The number of Australian abor-igines enrolled at university has more than doubled over the past five years.

In the biggest education break-through by the nation's indigenous people in 200 years, nearly 8,000 aboriginal and Torres Strait Islander students are now undertaking university courses.

There has been a 25 per cent rise in enrolments in the last 12 months alone and more than 500 blacks are seeking postgraduate qualifications, including 65 doctoral candidates.

This year, 4,500 aborigines began new courses at university - more than the total number in higher education in 1990. Just 20 years ago there were only 78 aboriginal people in the entire country with degrees.

Although indigenous students still enrol at university at only half the proportion of the white population, the numbers are remarkable given the alienation many blacks feel from a white culture that destroyed their traditional lifestyle and has long either ignored or despised them.

"We still face considerable challenges but the growth in student numbers has been amazing," says Professor Bourke, dean of the faculty of aboriginal and islander studies at the University of South Australia and one of half a dozen blacks now holding a full professorship. He also chairs the Indigenous Australian Higher Education Association, set up a year ago to try to return control of education to aborigines.
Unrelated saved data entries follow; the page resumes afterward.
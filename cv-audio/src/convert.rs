//! Audio conversion to the archive's MP3 profile
//!
//! Shells out to ffmpeg with a fixed encoder configuration and metadata
//! template.

use cv_common::config::ConvertConfig;
use std::ffi::OsString;
use std::path::{Path, PathBuf};
use std::process::ExitStatus;
use thiserror::Error;
use tokio::process::Command;

/// Conversion errors
#[derive(Debug, Error)]
pub enum ConvertError {
    /// Input file missing
    #[error("Input file does not exist: {0}")]
    InputNotFound(PathBuf),

    /// Encoder could not be started (not installed, not executable)
    #[error("Failed to start encoder '{program}': {source}")]
    Spawn {
        program: PathBuf,
        #[source]
        source: std::io::Error,
    },

    /// Encoder ran and reported failure
    #[error("Encoder exited with {0}")]
    EncoderFailed(ExitStatus),
}

/// Encoder settings and metadata template
#[derive(Debug, Clone)]
pub struct ConversionProfile {
    pub ffmpeg: PathBuf,
    pub codec: String,
    pub bitrate: String,
    pub sample_rate: u32,
    pub id3v2_version: u8,
    /// Ordered key/value pairs written as `-metadata key=value`
    pub metadata: Vec<(String, String)>,
}

impl ConversionProfile {
    pub fn from_config(config: &ConvertConfig) -> Self {
        let metadata = [
            ("artist", &config.artist),
            ("album", &config.album),
            ("title", &config.title),
            ("date", &config.date),
            ("genre", &config.genre),
        ]
        .into_iter()
        .map(|(key, value)| (key.to_string(), value.clone()))
        .collect();

        Self {
            ffmpeg: config.ffmpeg.clone(),
            codec: config.codec.clone(),
            bitrate: config.bitrate.clone(),
            sample_rate: config.sample_rate,
            id3v2_version: config.id3v2_version,
            metadata,
        }
    }

    /// Encoder arguments for converting `input` into `output`
    pub fn ffmpeg_args(&self, input: &Path, output: &Path) -> Vec<OsString> {
        let mut args: Vec<OsString> = vec![
            "-i".into(),
            input.into(),
            "-codec:a".into(),
            self.codec.as_str().into(),
            "-b:a".into(),
            self.bitrate.as_str().into(),
            "-ar".into(),
            self.sample_rate.to_string().into(),
        ];

        for (key, value) in &self.metadata {
            args.push("-metadata".into());
            args.push(format!("{}={}", key, value).into());
        }

        args.push("-id3v2_version".into());
        args.push(self.id3v2_version.to_string().into());
        args.push(output.into());
        args
    }
}

impl Default for ConversionProfile {
    fn default() -> Self {
        Self::from_config(&ConvertConfig::default())
    }
}

/// Convert `input` to an MP3 at `output`, blocking until the encoder exits
pub async fn convert_to_mp3(
    profile: &ConversionProfile,
    input: &Path,
    output: &Path,
) -> Result<(), ConvertError> {
    if !input.is_file() {
        return Err(ConvertError::InputNotFound(input.to_path_buf()));
    }

    let args = profile.ffmpeg_args(input, output);
    tracing::debug!(program = %profile.ffmpeg.display(), ?args, "Running encoder");

    let status = Command::new(&profile.ffmpeg)
        .args(&args)
        .status()
        .await
        .map_err(|source| ConvertError::Spawn {
            program: profile.ffmpeg.clone(),
            source,
        })?;

    if !status.success() {
        return Err(ConvertError::EncoderFailed(status));
    }

    Ok(())
}
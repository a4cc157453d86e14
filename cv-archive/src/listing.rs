//! Post link discovery on the blog listing page

use once_cell::sync::Lazy;
use scraper::{Html, Selector};
use std::collections::HashSet;

static ANCHOR: Lazy<Selector> = Lazy::new(|| Selector::parse("a[href]").expect("static selector"));

/// Links to posts of the blog at `base_url`
///
/// Keeps `href`s under `<base_url>/`, deduplicated in first-seen order.
pub fn extract_post_links(html: &str, base_url: &str) -> Vec<String> {
    let prefix = format!("{}/", base_url.trim_end_matches('/'));
    let document = Html::parse_document(html);

    let mut seen = HashSet::new();
    document
        .select(&ANCHOR)
        .filter_map(|a| a.value().attr("href"))
        .filter(|href| href.starts_with(&prefix))
        .filter(|href| seen.insert(href.to_string()))
        .map(str::to_string)
        .collect()
}

/// Absolute URL of a post link
pub fn resolve_post_url(link: &str, base_url: &str) -> String {
    if link.starts_with("http") {
        link.to_string()
    } else {
        format!("{}{}", base_url, link)
    }
}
"How can you expect your culture and identity to survive if you give all the responsibility for education to another group of people?" he says. "It is absolutely essential, if we are to know what it is to be aboriginal, to take charge of the education system, to develop our culture in a way that contributes to Australia in the 21st century."

Most if not all universities have special centres to help indigenous students cope with university life but the high drop-out rates suggest the centres are not as successful as they could be. Graduation rates for aborigines are about 60 per cent those of other students and only 8 per cent are enrolled in postgraduate courses compared with 20 per cent for the total student body.

Professor Bourke was among aboriginal educators who welcomed an announcement last month that the government would spend an additional Aus$25 million (Pounds 12.5 million) over the next four years on improving black education and academic support services for students.

Education minister Simon Crean told a meeting of the Indigenous Higher Education Association that more had to be done than just increasing the numbers of black students gaining entry to university. "They must get a quality education while they are there."

The provision of additional funds would be linked closely to the universities' capacity to achieve successful education outcomes for indigenous students, Mr Crean said. "The first and most fundamental, yet most challenging, objective is to define and develop the indigenous Australian dimensions of higher education in this country. Not just teaching and research about indigenous Australia but also harnessing indigenous perspectives and understanding across the spectrum of higher education."

Professor Bourke agrees. Like most aborigines, he knows the value of education as an instrument for social and economic mobility. Two of his children are graduates and the other two are studying for degrees while his wife Eleanor is director of the Aboriginal Research Institute at his own university.

"If you look at aboriginal families you find that once one member starts going to university others will follow - but someone has to be the first," he says.

Professor Bourke looks forward to the day when he will no longer be one of a tiny minority of welleducated blacks. "Most of the time we spend talking to non-aboriginal people arguing for indigenous education! We don't often get the chance to talk to each other."